//! # Init Command
//!
//! `enclavekey init` writes the default configuration and prepares the
//! directory layout:
//!
//! ```text
//! ~/.enclavekey/         (0700)
//! ├── config.toml
//! ├── device.key         (0600)
//! └── keystore/          (0700)
//! ```
//!
//! The keypair itself is created lazily by the first command that needs it.

use std::path::Path;

use enclavekey_core::config_loader::ConfigLoader;

use super::{base_dir, CommandError};
use crate::logging::log_security_event;
use crate::runtime::Runtime;

/// The `enclavekey init` command handler.
#[derive(Debug, Clone)]
pub struct InitCommand {
    /// Overwrite an existing configuration.
    pub force: bool,
}

impl InitCommand {
    /// Create a new `InitCommand`.
    #[must_use]
    pub const fn new(force: bool) -> Self {
        Self { force }
    }

    /// Initialize `~/.enclavekey`.
    ///
    /// # Errors
    ///
    /// See [`run_with_base_dir`](Self::run_with_base_dir).
    pub fn run(&self) -> Result<(), CommandError> {
        self.run_with_base_dir(&base_dir()?)
    }

    /// Initialize `base_dir`.
    ///
    /// # Errors
    ///
    /// - [`CommandError::AlreadyInitialized`] if a configuration exists and
    ///   `force` is not set
    /// - [`CommandError::Config`] or [`CommandError::Runtime`] if files
    ///   cannot be written
    pub fn run_with_base_dir(&self, base_dir: &Path) -> Result<(), CommandError> {
        print!("{}", self.execute(base_dir)?);
        Ok(())
    }

    /// Initialize `base_dir` and return the summary.
    ///
    /// # Errors
    ///
    /// See [`run_with_base_dir`](Self::run_with_base_dir).
    pub fn execute(&self, base_dir: &Path) -> Result<String, CommandError> {
        let loader = ConfigLoader::with_base_dir(base_dir.to_path_buf());
        if loader.exists() && !self.force {
            return Err(CommandError::AlreadyInitialized(loader.config_path()));
        }

        loader.write_default()?;

        let runtime = Runtime::open(base_dir, None)?;
        let keystore_dir = runtime.keystore_dir()?;
        let secret_path = runtime.device_secret_path()?;
        runtime.key_manager()?;

        log_security_event(
            "initialized",
            &format!("configuration written to {}", loader.config_path().display()),
        );

        Ok(format!(
            "Initialized enclavekey in {}\n\
             \n  config:        {}\
             \n  keystore:      {}\
             \n  device secret: {}\n\
             \nThe keypair is created on first use. Next steps:\
             \n  enclavekey public-key\
             \n  enclavekey sign \"hello\"\n",
            base_dir.display(),
            loader.config_path().display(),
            keystore_dir.display(),
            secret_path.display(),
        ))
    }
}

#[cfg(test)]
mod tests {
    #![allow(clippy::expect_used, clippy::unwrap_used)]

    use super::*;
    use enclavekey_core::config::Config;
    use tempfile::TempDir;

    #[test]
    fn test_init_creates_layout() {
        let temp = TempDir::new().expect("temp dir");
        let output = InitCommand::new(false)
            .execute(temp.path())
            .expect("init");

        assert!(output.contains("Initialized enclavekey"));
        assert!(temp.path().join("config.toml").exists());
        assert!(temp.path().join("device.key").exists());
        assert!(temp.path().join("keystore").is_dir());

        let written = std::fs::read_to_string(temp.path().join("config.toml")).unwrap();
        assert_eq!(written, Config::default_toml());
    }

    #[test]
    fn test_init_refuses_to_overwrite() {
        let temp = TempDir::new().expect("temp dir");
        InitCommand::new(false).execute(temp.path()).expect("init");

        assert!(matches!(
            InitCommand::new(false).execute(temp.path()),
            Err(CommandError::AlreadyInitialized(_))
        ));
        assert!(InitCommand::new(true).execute(temp.path()).is_ok());
    }

    #[test]
    fn test_force_keeps_device_secret() {
        let temp = TempDir::new().expect("temp dir");
        InitCommand::new(false).execute(temp.path()).expect("init");
        let before = std::fs::read(temp.path().join("device.key")).unwrap();

        InitCommand::new(true).execute(temp.path()).expect("re-init");
        let after = std::fs::read(temp.path().join("device.key")).unwrap();
        assert_eq!(before, after);
    }
}
//! Standard library - built-in functions

pub mod builtins;

pub use builtins::{BuiltinFunc, BuiltinRegistry};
_ _ _ _ _
◆ **YOUR OBJECTIVE**
Make an exact transcription of the entries above.

◆ **ANSWER TO THIS EXERCISE**
//! # Init Command
//!
//! `enclavekey init` writes the default configuration and prepares the
//! directory layout:
//!
//! ```text
//! ~/.enclavekey/         (0700)
//! ├── config.toml
//! ├── device.key         (0600)
//! └── keystore/          (0700)
//! ```
//!
//! The keypair itself is created lazily by the first command that needs it.

use std::path::Path;

use enclavekey_core::config_loader::ConfigLoader;

use super::{base_dir, CommandError};
use crate::logging::log_security_event;
use crate::runtime::Runtime;

/// The `enclavekey init` command handler.
#[derive(Debug, Clone)]
pub struct InitCommand {
    /// Overwrite an existing configuration.
    pub force: bool,
}

impl InitCommand {
    /// Create a new `InitCommand`.
    #[must_use]
    pub const fn new(force: bool) -> Self {
        Self { force }
    }

    /// Initialize `~/.enclavekey`.
    ///
    /// # Errors
    ///
    /// See [`run_with_base_dir`](Self::run_with_base_dir).
    pub fn run(&self) -> Result<(), CommandError> {
        self.run_with_base_dir(&base_dir()?)
    }

    /// Initialize `base_dir`.
    ///
    /// # Errors
    ///
    /// - [`CommandError::AlreadyInitialized`] if a configuration exists and
    ///   `force` is not set
    /// - [`CommandError::Config`] or [`CommandError::Runtime`] if files
    ///   cannot be written
    pub fn run_with_base_dir(&self, base_dir: &Path) -> Result<(), CommandError> {
        print!("{}", self.execute(base_dir)?);
        Ok(())
    }

    /// Initialize `base_dir` and return the summary.
    ///
    /// # Errors
    ///
    /// See [`run_with_base_dir`](Self::run_with_base_dir).
    pub fn execute(&self, base_dir: &Path) -> Result<String, CommandError> {
        let loader = ConfigLoader::with_base_dir(base_dir.to_path_buf());
        if loader.exists() && !self.force {
            return Err(CommandError::AlreadyInitialized(loader.config_path()));
        }

        loader.write_default()?;

        let runtime = Runtime::open(base_dir, None)?;
        let keystore_dir = runtime.keystore_dir()?;
        let secret_path = runtime.device_secret_path()?;
        runtime.key_manager()?;

        log_security_event(
            "initialized",
            &format!("configuration written to {}", loader.config_path().display()),
        );

        Ok(format!(
            "Initialized enclavekey in {}\n\
             \n  config:        {}\
             \n  keystore:      {}\
             \n  device secret: {}\n\
             \nThe keypair is created on first use. Next steps:\
             \n  enclavekey public-key\
             \n  enclavekey sign \"hello\"\n",
            base_dir.display(),
            loader.config_path().display(),
            keystore_dir.display(),
            secret_path.display(),
        ))
    }
}

#[cfg(test)]
mod tests {
    #![allow(clippy::expect_used, clippy::unwrap_used)]

    use super::*;
    use enclavekey_core::config::Config;
    use tempfile::TempDir;

    #[test]
    fn test_init_creates_layout() {
        let temp = TempDir::new().expect("temp dir");
        let output = InitCommand::new(false)
            .execute(temp.path())
            .expect("init");

        assert!(output.contains("Initialized enclavekey"));
        assert!(temp.path().join("config.toml").exists());
        assert!(temp.path().join("device.key").exists());
        assert!(temp.path().join("keystore").is_dir());

        let written = std::fs::read_to_string(temp.path().join("config.toml")).unwrap();
        assert_eq!(written, Config::default_toml());
    }

    #[test]
    fn test_init_refuses_to_overwrite() {
        let temp = TempDir::new().expect("temp dir");
        InitCommand::new(false).execute(temp.path()).expect("init");

        assert!(matches!(
            InitCommand::new(false).execute(temp.path()),
            Err(CommandError::AlreadyInitialized(_))
        ));
        assert!(InitCommand::new(true).execute(temp.path()).is_ok());
    }

    #[test]
    fn test_force_keeps_device_secret() {
        let temp = TempDir::new().expect("temp dir");
        InitCommand::new(false).execute(temp.path()).expect("init");
        let before = std::fs::read(temp.path().join("device.key")).unwrap();

        InitCommand::new(true).execute(temp.path()).expect("re-init");
        let after = std::fs::read(temp.path().join("device.key")).unwrap();
        assert_eq!(before, after);
    }
}
//! Standard library - built-in functions

pub mod builtins;

pub use builtins::{BuiltinFunc, BuiltinRegistry};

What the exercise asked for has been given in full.